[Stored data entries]
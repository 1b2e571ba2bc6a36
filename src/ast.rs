//! Program representation consumed by the analysis.
//!
//! Programs arrive already name-resolved and in SSA form: every variable is assigned once per
//! activation, control-flow joins are explicit [`Node::Phi`] expressions, and every call
//! names its target method. Nodes live in an arena and refer to each other by [`NodeId`].
//!
//! [`ProgramBuilder`] constructs such trees programmatically:
//!
//! ```
//! use qif_rs::ast::ProgramBuilder;
//! use qif_rs::lattice::Sec;
//!
//! let mut b = ProgramBuilder::new();
//! let h = b.declare("h");
//! let o = b.declare("o");
//! let input = b.input(h, Sec::H, "0b1u").unwrap();
//! let read = b.var(h);
//! let output = b.output(o, Sec::L, read);
//! let program = b.finish(vec![input, output]);
//! assert_eq!(program.methods().count(), 0);
//! ```

use std::fmt;

use crate::bitset::ArenaIndex;
use crate::error::Result;
use crate::lattice::Sec;
use crate::value::Lit;

/// Handle to a node of a [`Program`].
#[derive(Debug, Copy, Clone, Eq, PartialEq, Ord, PartialOrd, Hash)]
pub struct NodeId(u32);

impl NodeId {
    pub const fn new(index: u32) -> Self {
        NodeId(index)
    }
}

impl ArenaIndex for NodeId {
    fn index(self) -> usize {
        self.0 as usize
    }

    fn from_index(index: usize) -> Self {
        NodeId(index as u32)
    }
}

impl fmt::Display for NodeId {
    fn fmt(&self, f: &mut fmt::Formatter<'_>) -> fmt::Result {
        write!(f, "{}", self.0)
    }
}

/// Handle to a variable (one SSA version).
#[derive(Debug, Copy, Clone, Eq, PartialEq, Ord, PartialOrd, Hash)]
pub struct VarId(u32);

impl ArenaIndex for VarId {
    fn index(self) -> usize {
        self.0 as usize
    }

    fn from_index(index: usize) -> Self {
        VarId(index as u32)
    }
}

/// Handle to a method.
#[derive(Debug, Copy, Clone, Eq, PartialEq, Ord, PartialOrd, Hash)]
pub struct MethodId(u32);

impl ArenaIndex for MethodId {
    fn index(self) -> usize {
        self.0 as usize
    }

    fn from_index(index: usize) -> Self {
        MethodId(index as u32)
    }
}

#[derive(Debug, Copy, Clone, Eq, PartialEq)]
pub enum UnaryOp {
    Not,
    Neg,
}

#[derive(Debug, Copy, Clone, Eq, PartialEq)]
pub enum BinaryOp {
    And,
    Or,
    Xor,
    Add,
    Sub,
    Mul,
    Shl,
    Shr,
    Less,
    LessEq,
    Greater,
    GreaterEq,
    Equals,
    Unequals,
}

#[derive(Debug, Clone)]
pub enum Node {
    // Expressions
    Literal(Lit),
    Var(VarId),
    Unary(UnaryOp, NodeId),
    Binary(BinaryOp, NodeId, NodeId),
    /// Selects the bit at a 1-based index.
    Select(NodeId, usize),
    /// Control-flow join: the first joined value is taken when the guard's first bit is 1,
    /// the second when it is 0.
    Phi { guard: NodeId, joined: Vec<NodeId> },
    Call { method: MethodId, args: Vec<NodeId> },

    // Statements
    Block(Vec<NodeId>),
    Assign { var: VarId, expr: NodeId },
    Input { var: VarId, level: Sec, lit: Lit },
    Output { var: VarId, level: Sec, expr: NodeId },
    If { cond: NodeId, then_branch: NodeId, else_branch: Option<NodeId> },
    While { cond: NodeId, body: NodeId },
    Return(Option<NodeId>),
    Expr(NodeId),
}

impl Node {
    /// Short name of the node kind, used in error paths and logs.
    pub fn kind(&self) -> &'static str {
        match self {
            Node::Literal(_) => "literal",
            Node::Var(_) => "variable access",
            Node::Unary(..) => "unary expression",
            Node::Binary(..) => "binary expression",
            Node::Select(..) => "bit selection",
            Node::Phi { .. } => "phi",
            Node::Call { .. } => "call",
            Node::Block(_) => "block",
            Node::Assign { .. } => "assignment",
            Node::Input { .. } => "input declaration",
            Node::Output { .. } => "output declaration",
            Node::If { .. } => "if",
            Node::While { .. } => "while",
            Node::Return(_) => "return",
            Node::Expr(_) => "expression statement",
        }
    }

    pub fn is_expression(&self) -> bool {
        matches!(
            self,
            Node::Literal(_)
                | Node::Var(_)
                | Node::Unary(..)
                | Node::Binary(..)
                | Node::Select(..)
                | Node::Phi { .. }
                | Node::Call { .. }
        )
    }

    /// Direct child nodes, in evaluation order.
    pub fn children(&self) -> Vec<NodeId> {
        match self {
            Node::Literal(_) | Node::Var(_) | Node::Input { .. } | Node::Return(None) => vec![],
            Node::Unary(_, a) | Node::Select(a, _) | Node::Expr(a) | Node::Return(Some(a)) => vec![*a],
            Node::Binary(_, a, b) => vec![*a, *b],
            Node::Phi { guard, joined } => std::iter::once(*guard).chain(joined.iter().copied()).collect(),
            Node::Call { args, .. } => args.clone(),
            Node::Block(stmts) => stmts.clone(),
            Node::Assign { expr, .. } | Node::Output { expr, .. } => vec![*expr],
            Node::If {
                cond,
                then_branch,
                else_branch,
            } => std::iter::once(*cond)
                .chain(std::iter::once(*then_branch))
                .chain(*else_branch)
                .collect(),
            Node::While { cond, body } => vec![*cond, *body],
        }
    }
}

#[derive(Debug, Clone)]
pub struct Variable {
    pub name: String,
}

#[derive(Debug, Clone)]
pub struct Method {
    pub name: String,
    pub params: Vec<VarId>,
    /// `None` until the body is defined.
    pub body: Option<NodeId>,
}

/// A name-resolved SSA program.
#[derive(Debug, Clone)]
pub struct Program {
    nodes: Vec<Node>,
    variables: Vec<Variable>,
    methods: Vec<Method>,
    main: NodeId,
}

impl Program {
    pub fn node(&self, id: NodeId) -> &Node {
        &self.nodes[id.index()]
    }

    pub fn node_count(&self) -> usize {
        self.nodes.len()
    }

    /// The top-level block.
    pub fn main(&self) -> NodeId {
        self.main
    }

    pub fn variable(&self, var: VarId) -> &Variable {
        &self.variables[var.index()]
    }

    pub fn method(&self, id: MethodId) -> &Method {
        &self.methods[id.index()]
    }

    pub fn methods(&self) -> impl Iterator<Item = (MethodId, &Method)> {
        self.methods
            .iter()
            .enumerate()
            .map(|(i, m)| (MethodId::from_index(i), m))
    }

    pub fn method_by_name(&self, name: &str) -> Option<MethodId> {
        self.methods().find(|(_, m)| m.name == name).map(|(id, _)| id)
    }

    /// All call expressions in the subtree rooted at `root`, in pre-order.
    pub fn calls_in(&self, root: NodeId) -> Vec<(NodeId, MethodId)> {
        let mut calls = Vec::new();
        let mut stack = vec![root];
        while let Some(id) = stack.pop() {
            let node = self.node(id);
            if let Node::Call { method, .. } = node {
                calls.push((id, *method));
            }
            stack.extend(node.children().into_iter().rev());
        }
        calls
    }
}

/// Incrementally builds a [`Program`].
#[derive(Debug, Default)]
pub struct ProgramBuilder {
    nodes: Vec<Node>,
    variables: Vec<Variable>,
    methods: Vec<Method>,
}

impl ProgramBuilder {
    pub fn new() -> Self {
        Self::default()
    }

    pub fn add(&mut self, node: Node) -> NodeId {
        let id = NodeId::from_index(self.nodes.len());
        self.nodes.push(node);
        id
    }

    pub fn declare(&mut self, name: &str) -> VarId {
        let id = VarId::from_index(self.variables.len());
        self.variables.push(Variable { name: name.to_string() });
        id
    }

    /// Declares a method and its parameters; the body is attached with [`define_method`].
    ///
    /// [`define_method`]: ProgramBuilder::define_method
    pub fn declare_method(&mut self, name: &str, params: &[&str]) -> (MethodId, Vec<VarId>) {
        let params: Vec<VarId> = params.iter().map(|p| self.declare(p)).collect();
        let id = MethodId::from_index(self.methods.len());
        self.methods.push(Method {
            name: name.to_string(),
            params: params.clone(),
            body: None,
        });
        (id, params)
    }

    pub fn define_method(&mut self, method: MethodId, body: Vec<NodeId>) {
        let block = self.block(body);
        self.methods[method.index()].body = Some(block);
    }

    pub fn lit(&mut self, literal: &str) -> Result<NodeId> {
        let lit: Lit = literal.parse()?;
        Ok(self.add(Node::Literal(lit)))
    }

    pub fn int(&mut self, n: i64) -> NodeId {
        self.add(Node::Literal(Lit::from_int(&n.into())))
    }

    pub fn var(&mut self, var: VarId) -> NodeId {
        self.add(Node::Var(var))
    }

    pub fn unary(&mut self, op: UnaryOp, a: NodeId) -> NodeId {
        self.add(Node::Unary(op, a))
    }

    pub fn binary(&mut self, op: BinaryOp, a: NodeId, b: NodeId) -> NodeId {
        self.add(Node::Binary(op, a, b))
    }

    pub fn select(&mut self, a: NodeId, index: usize) -> NodeId {
        self.add(Node::Select(a, index))
    }

    pub fn phi(&mut self, guard: NodeId, joined: Vec<NodeId>) -> NodeId {
        self.add(Node::Phi { guard, joined })
    }

    pub fn call(&mut self, method: MethodId, args: Vec<NodeId>) -> NodeId {
        self.add(Node::Call { method, args })
    }

    pub fn block(&mut self, stmts: Vec<NodeId>) -> NodeId {
        self.add(Node::Block(stmts))
    }

    pub fn assign(&mut self, var: VarId, expr: NodeId) -> NodeId {
        self.add(Node::Assign { var, expr })
    }

    pub fn input(&mut self, var: VarId, level: Sec, literal: &str) -> Result<NodeId> {
        let lit: Lit = literal.parse()?;
        Ok(self.add(Node::Input { var, level, lit }))
    }

    pub fn output(&mut self, var: VarId, level: Sec, expr: NodeId) -> NodeId {
        self.add(Node::Output { var, level, expr })
    }

    pub fn if_else(&mut self, cond: NodeId, then_branch: Vec<NodeId>, else_branch: Option<Vec<NodeId>>) -> NodeId {
        let then_branch = self.block(then_branch);
        let else_branch = else_branch.map(|stmts| self.block(stmts));
        self.add(Node::If {
            cond,
            then_branch,
            else_branch,
        })
    }

    pub fn while_loop(&mut self, cond: NodeId, body: Vec<NodeId>) -> NodeId {
        let body = self.block(body);
        self.add(Node::While { cond, body })
    }

    pub fn ret(&mut self, expr: Option<NodeId>) -> NodeId {
        self.add(Node::Return(expr))
    }

    pub fn expr(&mut self, expr: NodeId) -> NodeId {
        self.add(Node::Expr(expr))
    }

    /// Finishes the program with the given top-level statements.
    ///
    /// # Panics
    ///
    /// Panics if a declared method was never defined.
    pub fn finish(mut self, main: Vec<NodeId>) -> Program {
        let main = self.block(main);
        for method in &self.methods {
            assert!(method.body.is_some(), "Method {} has no body", method.name);
        }
        Program {
            nodes: self.nodes,
            variables: self.variables,
            methods: self.methods,
            main,
        }
    }
}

Exercise details: Retype only the lines above between the line with "Declares a method" and the line with "let params: Vec<VarId>", counting those two lines as well, and keep every character as it is.

Response to the exercise:
    /// Declares a method and its parameters; the body is attached with [`define_method`].
    ///
    /// [`define_method`]: ProgramBuilder::define_method
    pub fn declare_method(&mut self, name: &str, params: &[&str]) -> (MethodId, Vec<VarId>) {
        let params: Vec<VarId> = params.iter().map(|p| self.declare(p)).collect();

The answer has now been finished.